*** THE DATA ***

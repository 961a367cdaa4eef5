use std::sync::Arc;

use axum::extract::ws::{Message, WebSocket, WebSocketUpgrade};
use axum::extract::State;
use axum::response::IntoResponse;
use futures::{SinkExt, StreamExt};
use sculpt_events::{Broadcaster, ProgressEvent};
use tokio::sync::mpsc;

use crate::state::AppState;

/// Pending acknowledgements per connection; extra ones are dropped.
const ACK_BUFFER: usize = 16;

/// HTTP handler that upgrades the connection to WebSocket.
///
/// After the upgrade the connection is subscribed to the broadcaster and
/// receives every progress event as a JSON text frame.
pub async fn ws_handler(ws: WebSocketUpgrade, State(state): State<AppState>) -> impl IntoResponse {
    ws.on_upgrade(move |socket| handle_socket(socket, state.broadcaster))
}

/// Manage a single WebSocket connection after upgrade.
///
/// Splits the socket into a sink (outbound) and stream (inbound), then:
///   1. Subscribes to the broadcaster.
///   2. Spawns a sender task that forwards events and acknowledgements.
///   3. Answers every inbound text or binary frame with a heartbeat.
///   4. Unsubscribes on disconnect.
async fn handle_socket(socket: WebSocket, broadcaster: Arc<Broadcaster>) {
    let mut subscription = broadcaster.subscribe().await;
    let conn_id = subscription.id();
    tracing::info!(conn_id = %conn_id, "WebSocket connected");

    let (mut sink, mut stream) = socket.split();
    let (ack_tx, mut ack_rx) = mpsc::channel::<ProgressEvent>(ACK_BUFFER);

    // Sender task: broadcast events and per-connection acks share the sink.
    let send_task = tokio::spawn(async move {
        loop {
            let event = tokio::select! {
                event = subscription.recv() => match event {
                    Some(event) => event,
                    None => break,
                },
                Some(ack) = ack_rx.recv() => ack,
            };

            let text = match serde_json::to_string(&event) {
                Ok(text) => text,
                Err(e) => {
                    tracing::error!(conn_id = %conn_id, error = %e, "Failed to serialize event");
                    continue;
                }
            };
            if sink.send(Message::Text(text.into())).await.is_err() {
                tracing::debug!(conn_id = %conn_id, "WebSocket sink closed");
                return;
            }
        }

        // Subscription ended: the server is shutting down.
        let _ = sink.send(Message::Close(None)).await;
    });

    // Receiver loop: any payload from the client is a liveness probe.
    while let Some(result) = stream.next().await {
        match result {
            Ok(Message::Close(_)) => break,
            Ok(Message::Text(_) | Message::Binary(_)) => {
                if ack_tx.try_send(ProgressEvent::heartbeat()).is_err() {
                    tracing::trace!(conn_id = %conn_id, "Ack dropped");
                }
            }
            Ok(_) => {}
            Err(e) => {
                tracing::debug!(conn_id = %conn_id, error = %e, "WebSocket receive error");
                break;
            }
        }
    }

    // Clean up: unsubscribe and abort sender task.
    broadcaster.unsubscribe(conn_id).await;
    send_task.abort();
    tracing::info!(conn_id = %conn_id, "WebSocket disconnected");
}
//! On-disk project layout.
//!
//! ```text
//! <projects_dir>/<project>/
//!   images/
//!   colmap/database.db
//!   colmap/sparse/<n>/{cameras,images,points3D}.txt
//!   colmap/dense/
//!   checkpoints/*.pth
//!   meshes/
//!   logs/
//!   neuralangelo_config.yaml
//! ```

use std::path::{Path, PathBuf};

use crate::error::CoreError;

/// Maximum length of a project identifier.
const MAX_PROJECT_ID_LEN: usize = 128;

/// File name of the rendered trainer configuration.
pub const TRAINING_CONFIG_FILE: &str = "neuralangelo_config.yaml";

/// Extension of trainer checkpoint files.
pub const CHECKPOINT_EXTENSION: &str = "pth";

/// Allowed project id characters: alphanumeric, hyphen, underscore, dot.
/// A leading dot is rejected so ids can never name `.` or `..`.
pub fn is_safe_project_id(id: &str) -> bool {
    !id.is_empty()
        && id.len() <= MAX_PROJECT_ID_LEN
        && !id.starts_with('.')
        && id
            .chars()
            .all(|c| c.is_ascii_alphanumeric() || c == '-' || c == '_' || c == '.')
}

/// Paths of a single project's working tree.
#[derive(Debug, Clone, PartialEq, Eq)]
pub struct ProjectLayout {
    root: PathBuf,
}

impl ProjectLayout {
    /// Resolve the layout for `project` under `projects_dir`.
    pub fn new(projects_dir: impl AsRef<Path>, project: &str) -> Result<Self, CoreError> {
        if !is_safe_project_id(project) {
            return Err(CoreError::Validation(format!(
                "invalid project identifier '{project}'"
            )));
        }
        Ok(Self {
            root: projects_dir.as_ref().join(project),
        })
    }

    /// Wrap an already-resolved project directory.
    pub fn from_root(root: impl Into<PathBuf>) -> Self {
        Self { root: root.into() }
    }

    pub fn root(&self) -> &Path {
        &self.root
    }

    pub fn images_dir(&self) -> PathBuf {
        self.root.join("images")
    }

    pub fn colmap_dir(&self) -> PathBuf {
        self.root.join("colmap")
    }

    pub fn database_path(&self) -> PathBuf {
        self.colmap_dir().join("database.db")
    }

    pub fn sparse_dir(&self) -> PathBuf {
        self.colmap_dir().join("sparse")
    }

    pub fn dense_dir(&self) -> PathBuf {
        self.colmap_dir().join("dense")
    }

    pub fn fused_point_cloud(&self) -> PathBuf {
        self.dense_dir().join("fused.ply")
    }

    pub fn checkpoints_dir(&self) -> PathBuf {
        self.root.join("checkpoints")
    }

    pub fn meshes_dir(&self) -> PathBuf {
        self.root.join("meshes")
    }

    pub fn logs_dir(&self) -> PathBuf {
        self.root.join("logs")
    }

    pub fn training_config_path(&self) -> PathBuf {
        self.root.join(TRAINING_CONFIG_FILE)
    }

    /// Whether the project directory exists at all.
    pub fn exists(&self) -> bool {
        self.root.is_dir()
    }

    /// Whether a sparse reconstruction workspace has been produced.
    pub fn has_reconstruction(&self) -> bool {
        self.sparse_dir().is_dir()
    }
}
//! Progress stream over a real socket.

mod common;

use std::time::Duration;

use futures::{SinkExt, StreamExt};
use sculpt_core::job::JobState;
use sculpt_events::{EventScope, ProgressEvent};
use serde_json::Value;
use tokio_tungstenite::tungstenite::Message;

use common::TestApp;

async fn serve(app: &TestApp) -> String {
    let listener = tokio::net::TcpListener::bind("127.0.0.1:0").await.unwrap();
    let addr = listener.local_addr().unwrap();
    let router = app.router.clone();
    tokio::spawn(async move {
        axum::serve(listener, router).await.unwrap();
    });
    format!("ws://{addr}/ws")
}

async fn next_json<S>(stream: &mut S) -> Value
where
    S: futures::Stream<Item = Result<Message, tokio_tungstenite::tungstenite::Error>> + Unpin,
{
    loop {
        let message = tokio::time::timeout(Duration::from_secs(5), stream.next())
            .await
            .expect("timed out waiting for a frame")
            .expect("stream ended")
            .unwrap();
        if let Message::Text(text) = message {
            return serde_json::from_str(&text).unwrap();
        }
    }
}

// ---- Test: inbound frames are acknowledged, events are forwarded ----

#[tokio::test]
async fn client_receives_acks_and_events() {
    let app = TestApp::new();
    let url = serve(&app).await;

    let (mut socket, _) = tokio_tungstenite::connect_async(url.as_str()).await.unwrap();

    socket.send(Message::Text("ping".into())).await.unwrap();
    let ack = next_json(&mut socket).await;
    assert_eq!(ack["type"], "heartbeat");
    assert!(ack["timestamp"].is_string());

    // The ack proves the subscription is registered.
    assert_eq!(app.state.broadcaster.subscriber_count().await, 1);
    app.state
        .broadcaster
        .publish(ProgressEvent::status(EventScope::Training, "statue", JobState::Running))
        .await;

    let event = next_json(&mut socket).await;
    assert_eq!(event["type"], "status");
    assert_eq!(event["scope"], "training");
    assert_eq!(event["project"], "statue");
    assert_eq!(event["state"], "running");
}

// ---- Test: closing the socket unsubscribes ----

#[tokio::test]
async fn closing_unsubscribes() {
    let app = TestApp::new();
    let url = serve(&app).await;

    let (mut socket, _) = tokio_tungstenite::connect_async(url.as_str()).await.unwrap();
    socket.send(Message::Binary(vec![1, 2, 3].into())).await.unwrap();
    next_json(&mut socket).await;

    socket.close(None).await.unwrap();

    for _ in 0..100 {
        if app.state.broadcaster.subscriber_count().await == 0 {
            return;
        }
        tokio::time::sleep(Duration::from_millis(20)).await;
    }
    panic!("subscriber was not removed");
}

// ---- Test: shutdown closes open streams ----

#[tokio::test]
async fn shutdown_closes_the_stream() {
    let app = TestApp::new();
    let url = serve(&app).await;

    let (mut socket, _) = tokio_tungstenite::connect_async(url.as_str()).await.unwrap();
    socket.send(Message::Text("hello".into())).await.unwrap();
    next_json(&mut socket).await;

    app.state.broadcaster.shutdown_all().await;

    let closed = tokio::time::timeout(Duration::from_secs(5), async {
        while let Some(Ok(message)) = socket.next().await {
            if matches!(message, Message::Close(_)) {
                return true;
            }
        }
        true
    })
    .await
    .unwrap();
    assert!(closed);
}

*** End of THE DATA ***
*** THE DATA ***

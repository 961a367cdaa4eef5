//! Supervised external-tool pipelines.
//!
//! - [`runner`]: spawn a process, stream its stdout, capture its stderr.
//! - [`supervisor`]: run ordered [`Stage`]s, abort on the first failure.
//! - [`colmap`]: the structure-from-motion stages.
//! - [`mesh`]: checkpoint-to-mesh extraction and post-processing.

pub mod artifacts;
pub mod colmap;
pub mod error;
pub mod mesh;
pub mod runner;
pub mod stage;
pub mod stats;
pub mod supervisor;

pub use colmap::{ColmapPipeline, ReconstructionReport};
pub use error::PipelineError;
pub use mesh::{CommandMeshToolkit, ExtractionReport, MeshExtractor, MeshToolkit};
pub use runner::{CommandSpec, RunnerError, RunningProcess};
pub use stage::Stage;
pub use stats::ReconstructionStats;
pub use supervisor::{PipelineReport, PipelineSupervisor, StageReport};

*** End of THE DATA ***

● ABOUT THIS TASK: Output, from the data above, the lines from the line with "const MAX_PROJECT_ID_LEN: usize = 128;" to the line with "A leading dot" exactly as they stand, both ends included and nothing else.

● ANSWER FOR THE TASK:
const MAX_PROJECT_ID_LEN: usize = 128;

/// File name of the rendered trainer configuration.
pub const TRAINING_CONFIG_FILE: &str = "neuralangelo_config.yaml";

/// Extension of trainer checkpoint files.
pub const CHECKPOINT_EXTENSION: &str = "pth";

/// Allowed project id characters: alphanumeric, hyphen, underscore, dot.
/// A leading dot is rejected so ids can never name `.` or `..`.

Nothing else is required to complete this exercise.